I hear them whispering technological directions to my students in Spanish through the curtains of their long black hair. Pets and cousins wander through. I get the biggest smiles by bringing my own laptop down to the first floor so everyone can meet my Labrador – something we could never have done otherwise, since animals are not allowed in our building.

What is equity, really?

It seems to me that there is an important message for me here. It is a message about what equity really is.

Practically, of course, equity and inequity smack you in the face when you’re teaching online. The Internet is not a public utility. Free and reduced meals are dependent on whether you can physically get to the school cafeteria. Homes being asked to also be school can be noisy, cold, crowded, abusive.

Education as both an intellectual and a physical equalizer is unrecognizable, and now it is purely a family’s socioeconomic standing that determines the quality of their education during Covid-19. Is that just for now – or always?

Ethically, equity defines itself in what a successful interaction with my students looks like these days. It looks like me taking all the time they need to walk them through submitting a Google Doc. It looks like noticing when they’ve lost a tooth. It looks like me learning to “give up instructional time” to ask three questions in the beginning of every single Meet:

Who is with you in the house today?

What did you have for breakfast?

What do you need?

Equity has our Google Classroom codes. It’s signaling us in the Zoom waiting room. It is reminding us that it is not a “material good.” It is not a “teaching strategy.” It is a way of being. And it is a way of being – focused on seeing and grounded in compassion – in which teachers and students must share alike.

For there is no learning standard for helping students find a closet to close or a blanket to throw over their heads so they can hear you. There is no “I can” statement for determining whether a student can drink the milk in the fridge because they might have to save it for the baby. There is no reward on a standardized exam for prioritizing your students as human beings.

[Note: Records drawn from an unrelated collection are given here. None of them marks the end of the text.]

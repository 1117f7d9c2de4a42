//! Double-buffered instance list shared by all slots.
//!
//! Regions merge their boxes into the staging buffer as their slots become
//! ready; [`MeshAccumulator::commit`] swaps staging into the committed buffer
//! that the GPU sink uploads. Until the next commit the previous frame's
//! instances stay on screen.

use glam::Vec3;

use crate::greedy::MeshBuffers;

/// One instanced box as laid out in the GPU instance buffer.
///
/// Layout (28 bytes total): world-space centre, extents, atlas slot index.
#[repr(C)]
#[derive(Clone, Copy, Debug, PartialEq, bytemuck::Pod, bytemuck::Zeroable)]
pub struct BoxInstance {
    /// Box centre in world space.
    pub position: [f32; 3],
    /// Box extents.
    pub scale: [f32; 3],
    /// Index of the slot whose atlas colours this box.
    pub atlas: u32,
}

static_assertions::assert_eq_size!(BoxInstance, [u8; 28]);

/// Staging and committed instance buffers.
#[derive(Debug, Default)]
pub struct MeshAccumulator {
    staging: Vec<BoxInstance>,
    committed: Vec<BoxInstance>,
    generation: u64,
}

impl MeshAccumulator {
    /// Creates empty buffers.
    pub fn new() -> Self {
        Self::default()
    }

    /// Appends a region's boxes, translated by the region's world offset and
    /// tagged with its slot index.
    pub fn merge(&mut self, mesh: &MeshBuffers, atlas: u32, offset: Vec3) {
        self.staging.reserve(mesh.count);
        for i in 0..mesh.count {
            let position = Vec3::from(mesh.position(i)) + offset;
            self.staging.push(BoxInstance {
                position: position.to_array(),
                scale: mesh.scale(i),
                atlas,
            });
        }
    }

    /// Drops everything merged since the last commit.
    pub fn reset(&mut self) {
        self.staging.clear();
    }

    /// Publishes the staging buffer.
    ///
    /// Returns `false` and keeps the previous buffer if nothing was merged.
    pub fn commit(&mut self) -> bool {
        if self.staging.is_empty() {
            return false;
        }
        std::mem::swap(&mut self.staging, &mut self.committed);
        self.staging.clear();
        self.generation += 1;
        true
    }

    /// Instances merged since the last commit.
    pub fn staged(&self) -> usize {
        self.staging.len()
    }

    /// The committed instances.
    pub fn instances(&self) -> &[BoxInstance] {
        &self.committed
    }

    /// The committed instances as raw bytes for a GPU buffer upload.
    pub fn as_bytes(&self) -> &[u8] {
        bytemuck::cast_slice(&self.committed)
    }

    /// Number of successful commits so far.
    pub fn generation(&self) -> u64 {
        self.generation
    }

    /// Returns `true` once at least one commit has happened.
    pub fn is_ready(&self) -> bool {
        self.generation > 0
    }
}

#[cfg(test)]
mod tests {
    use super::*;

    fn one_box() -> MeshBuffers {
        let mut mesh = MeshBuffers::default();
        mesh.push_box([0, 0, 0], [2, 1, 1]);
        mesh
    }

    #[test]
    fn test_merge_applies_offset_and_slot() {
        let mut acc = MeshAccumulator::new();
        acc.merge(&one_box(), 5, Vec3::new(256.0, 0.0, 512.0));
        assert_eq!(acc.staged(), 1);
        assert!(acc.commit());
        let inst = acc.instances()[0];
        assert_eq!(inst.position, [257.0, 0.5, 512.5]);
        assert_eq!(inst.scale, [2.0, 1.0, 1.0]);
        assert_eq!(inst.atlas, 5);
    }

    #[test]
    fn test_empty_commit_keeps_previous_buffer() {
        let mut acc = MeshAccumulator::new();
        acc.merge(&one_box(), 0, Vec3::ZERO);
        acc.commit();
        assert!(!acc.commit());
        assert_eq!(acc.instances().len(), 1);
        assert_eq!(acc.generation(), 1);
    }

    #[test]
    fn test_reset_discards_staging_only() {
        let mut acc = MeshAccumulator::new();
        acc.merge(&one_box(), 0, Vec3::ZERO);
        acc.commit();
        acc.merge(&one_box(), 1, Vec3::ZERO);
        acc.reset();
        assert_eq!(acc.staged(), 0);
        assert_eq!(acc.instances().len(), 1);
    }

    #[test]
    fn test_bytes_match_instance_layout() {
        let mut acc = MeshAccumulator::new();
        acc.merge(&one_box(), 3, Vec3::ZERO);
        acc.merge(&one_box(), 4, Vec3::ZERO);
        acc.commit();
        assert_eq!(acc.as_bytes().len(), 2 * 28);
    }
}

And yet everything we hope to teach in the age of Covid-19 depends on it.

Image: Angie Shaw

Dina Strasser

Dina Strasser is a veteran public school educator of 25 years, 19 of those as a middle school ESOL/ELA teacher. This year she’s teaching middle and high school English language learners. Her early experiments with dirt have progressed into a lifelong love of the outdoors.

5 Responses

  1. David Crandall says:

    Dina – thanks for a powerful reminder of all that’s missing in our schools today and how critical compassion is if we are to ever truly improve the experience of students. I pray we use the challenges all teachers are facing to confront what should be discarded [e.g., standardized tests et al] and what should be made central as we return to a normal that we’ve learned is very fragile.

    • Dina Strasser says:

      You’re very welcome. I’m not anti-standardized tests per se; but I do feel they are symptomatic of an educational culture that is driven by sticks and carrots. There are better ways, for teachers and kids.

  2. Marcia SobersCharles says:

    Dina,
    I agree completely. This pandemic reveals the cracks and flaws in the US education system. Hopefully, history will prove to be an effective teacher and the future of education in this country will shift dramatically over time.

  3. Kristin Lindquist says:

    I have to admit, that as crazy as this change is, there is an intimacy with my students and their families that I didn’t have before. I think we are going to come out of this learning, or relearning, that it is our connections that make education possible. Thanks for sharing your experience.